Bohemia in London
- dust jacket
- Author: Arthur Ransome
- Illustrator: Fred Taylor
- Language: English
- Publisher: Chapman and Hall
- Publication date: September 1907
- Publication place: United Kingdom
- OCLC: 5973192

= Bohemia in London =

1907 book by Arthur Ransome

Bohemia in London (1907) was Arthur Ransome's seventh published book, and his first success. The book is about literary and artistic London in the 1900s, and the area of London covered is Chelsea, Soho, and Hampstead. He had moved to London in 1901, and first lived in Chelsea. It was published by Chapman and Hall in late September 1907. An American edition was published by Dodd, Mead of New York in 1907, who also published it in Canada under the imprint of the Musson Book Co of Toronto. A "slightly bawdy" ballad had to be omitted for North America. A second edition was published by his new publisher Stephen Swift Ltd (Charles Granville) in 1912, before Granville absconded. A new edition was published by the Oxford University Press in 1984.

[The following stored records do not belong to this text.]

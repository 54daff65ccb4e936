//! Skill analyzers — pluggable, trait-based backends behind both endpoints.
//!
//! `HeuristicAnalyzer` runs the deterministic matcher. `LlmAnalyzer` asks
//! Claude and falls back to the heuristic on any LLM failure, so callers never
//! see an LLM error. `AppState` holds an `Arc<dyn SkillAnalyzer>` chosen at
//! startup from whether an API key is configured.

use async_trait::async_trait;
use tracing::{info, warn};

use crate::errors::AppError;
use crate::llm_client::prompts::json_system;
use crate::llm_client::{LlmClient, LlmError};
use crate::matching::{match_skills, AnalysisSource};
use crate::resume::comparator::{compare_heuristic, coverage_for};
use crate::resume::models::{ResumeComparison, ResumeComparisonInput};
use crate::skill_gap::insights::build_gap_insights;
use crate::skill_gap::models::{SkillGapReport, SkillGapRequest, SkillGapSummary};

pub mod prompts;

use prompts::{render_resume_prompt, render_skill_gap_prompt, RESUME_PERSONA, SKILL_GAP_PERSONA};

/// Implement this to swap analysis backends without touching handlers.
#[async_trait]
pub trait SkillAnalyzer: Send + Sync {
    async fn analyze_gap(&self, request: &SkillGapRequest) -> Result<SkillGapReport, AppError>;

    async fn compare_resume(
        &self,
        input: &ResumeComparisonInput,
    ) -> Result<ResumeComparison, AppError>;

    /// "heuristic" | "llm" — reported by the health endpoint.
    fn backend_name(&self) -> &'static str;
}

// ────────────────────────────────────────────────────────────────────────────
// HeuristicAnalyzer
// ────────────────────────────────────────────────────────────────────────────

/// Deterministic keyword/level matcher. No network access.
#[derive(Debug, Clone, Copy, Default)]
pub struct HeuristicAnalyzer;

impl HeuristicAnalyzer {
    pub fn gap_report(&self, request: &SkillGapRequest) -> SkillGapReport {
        let outcome = match_skills(&request.required_skills, &request.user_skills);
        SkillGapReport {
            skill_gap_summary: SkillGapSummary::from(&outcome),
            priority_classification: outcome.priorities(),
            job_readiness_estimate: outcome.readiness,
            gap_insights: build_gap_insights(&outcome, request.job_title.as_deref()),
            analysis_source: AnalysisSource::Heuristic,
        }
    }
}

#[async_trait]
impl SkillAnalyzer for HeuristicAnalyzer {
    async fn analyze_gap(&self, request: &SkillGapRequest) -> Result<SkillGapReport, AppError> {
        Ok(self.gap_report(request))
    }

    async fn compare_resume(
        &self,
        input: &ResumeComparisonInput,
    ) -> Result<ResumeComparison, AppError> {
        Ok(compare_heuristic(input))
    }

    fn backend_name(&self) -> &'static str {
        "heuristic"
    }
}

// ────────────────────────────────────────────────────────────────────────────
// LlmAnalyzer
// ────────────────────────────────────────────────────────────────────────────

/// Semantic analysis via Claude with transparent heuristic fallback.
pub struct LlmAnalyzer {
    llm: LlmClient,
    fallback: HeuristicAnalyzer,
}

impl LlmAnalyzer {
    pub fn new(llm: LlmClient) -> Self {
        Self {
            llm,
            fallback: HeuristicAnalyzer,
        }
    }

    async fn try_gap(&self, request: &SkillGapRequest) -> Result<SkillGapReport, LlmError> {
        let prompt = render_skill_gap_prompt(request)?;
        let mut report: SkillGapReport = self
            .llm
            .call_json(&prompt, &json_system(SKILL_GAP_PERSONA))
            .await?;

        report.job_readiness_estimate = report.job_readiness_estimate.min(100);
        if report.gap_insights.is_empty() {
            report.gap_insights = self.fallback.gap_report(request).gap_insights;
        }
        report.analysis_source = AnalysisSource::Llm;
        Ok(report)
    }

    async fn try_resume(
        &self,
        input: &ResumeComparisonInput,
    ) -> Result<ResumeComparison, LlmError> {
        let prompt = render_resume_prompt(input)?;
        let mut comparison: ResumeComparison = self
            .llm
            .call_json(&prompt, &json_system(RESUME_PERSONA))
            .await?;

        comparison.resume_match_score = comparison.resume_match_score.min(100);
        // Coverage is a literal text measure; never trust the model for it.
        comparison.keyword_coverage = coverage_for(input);
        comparison.analysis_source = AnalysisSource::Llm;
        Ok(comparison)
    }
}

#[async_trait]
impl SkillAnalyzer for LlmAnalyzer {
    async fn analyze_gap(&self, request: &SkillGapRequest) -> Result<SkillGapReport, AppError> {
        match self.try_gap(request).await {
            Ok(report) => {
                info!(
                    "LLM skill-gap analysis complete: readiness={}",
                    report.job_readiness_estimate
                );
                Ok(report)
            }
            Err(e) => {
                warn!("LLM skill-gap analysis failed, using heuristic fallback: {e}");
                self.fallback.analyze_gap(request).await
            }
        }
    }

    async fn compare_resume(
        &self,
        input: &ResumeComparisonInput,
    ) -> Result<ResumeComparison, AppError> {
        match self.try_resume(input).await {
            Ok(comparison) => {
                info!(
                    "LLM resume comparison complete: score={}",
                    comparison.resume_match_score
                );
                Ok(comparison)
            }
            Err(e) => {
                warn!("LLM resume comparison failed, using heuristic fallback: {e}");
                self.fallback.compare_resume(input).await
            }
        }
    }

    fn backend_name(&self) -> &'static str {
        "llm"
    }
}

// ────────────────────────────────────────────────────────────────────────────
// Tests
// ────────────────────────────────────────────────────────────────────────────
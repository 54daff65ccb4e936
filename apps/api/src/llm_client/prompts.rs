// Shared prompt fragments.
// Each analysis that needs LLM calls defines its own prompts alongside it;
// this file holds the cross-cutting pieces.

/// System prompt fragment that enforces JSON-only output.
pub const JSON_ONLY_SYSTEM: &str = "You are a precise, structured assistant. \
    You MUST respond with valid JSON only. \
    Do NOT include any text outside the JSON object. \
    Do NOT use markdown code fences. \
    Do NOT include explanations or apologies.";

/// Keeps the model from inventing skills the user never listed.
pub const EVIDENCE_INSTRUCTION: &str = "\
    CRITICAL: Only treat a skill as held if it appears in the provided user skills \
    or resume text. Do NOT assume adjacent skills. Every skill name you return must \
    be copied verbatim from the required skills list.";

/// Builds a system prompt from a persona line plus the JSON-only rules.
pub fn json_system(persona: &str) -> String {
    format!("{persona} {JSON_ONLY_SYSTEM}")
}

#[cfg(test)]
mod tests {
    use super::*;

    #[test]
    fn test_json_system_appends_rules() {
        let system = json_system("You are a career coach.");
        assert!(system.starts_with("You are a career coach. "));
        assert!(system.ends_with(JSON_ONLY_SYSTEM));
    }
}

Ransome himself wrote that it was his first book that "was not altogether a makeshift". In 1906 he was approached by Stefana Stevens a "clever young woman" who worked for Curtis Brown, a London literary agency founded in 1899. She was later an authority on Middle Eastern folklore, and as E. S. Stevens a popular romantic novelist. He was having tea with Cecil Chesterton at the St George's in St Martin's Lane, when she leant across the table and said:
There's a book that ought to be written, and you are the one that ought to write it, a book on Bohemia in London, an essayistical sort of book, putting Bohemia of today against a background of the past. Think it over, I've got a publisher waiting for it.
It did not take much thinking about; he sketched a synopsis the next day and two days later Curtis Brown had a contract for him with the publisher Chapman and Hall, whose office was also in Henrietta Street; and to his “further amazement” the unwritten book was also sold to Dodd, Mead in New York, for "respectable royalties" in both countries. He worked in Chelsea and the London Library. He went off to Cartmel with crates of books and had more sent by the London Library, and "settled down at Wall Nook to be Hazlitt, Lamb and Leigh Hunt all rolled into one." As illustrator he selected Fred Taylor, impressed by his black-and white poster of a newsboy used to advertise the bookseller W. H. Smith.

== Critical reaction ==
Hugh Brogan calls it "Ransome's first real book" and with drawings by Fred Taylor "easily the best-looking Ransome volume ever produced." It is a long discourse and a guide to Bohemian London in the early twentieth century, between the eras of Enoch Soames and Ezra Pound. Earlier inhabitants are included, particularly William Hazlitt and also Dr. Johnson, Charles Lamb and John Dryden. Ben Jonson sings drinking songs. Brogan finds the picture of artistic London convincing if sometimes overblown, and a foreshadowing of his journalism. With good reviews, it was his first success.

Roland Chambers said that Ransome had "made his most sustained effort to date", and that the book "was nostalgically reviewed by Ransome himself in the Onlooker six years later, and even at the time was written in a style suggesting a kindness for days distilled and softened by the distant past".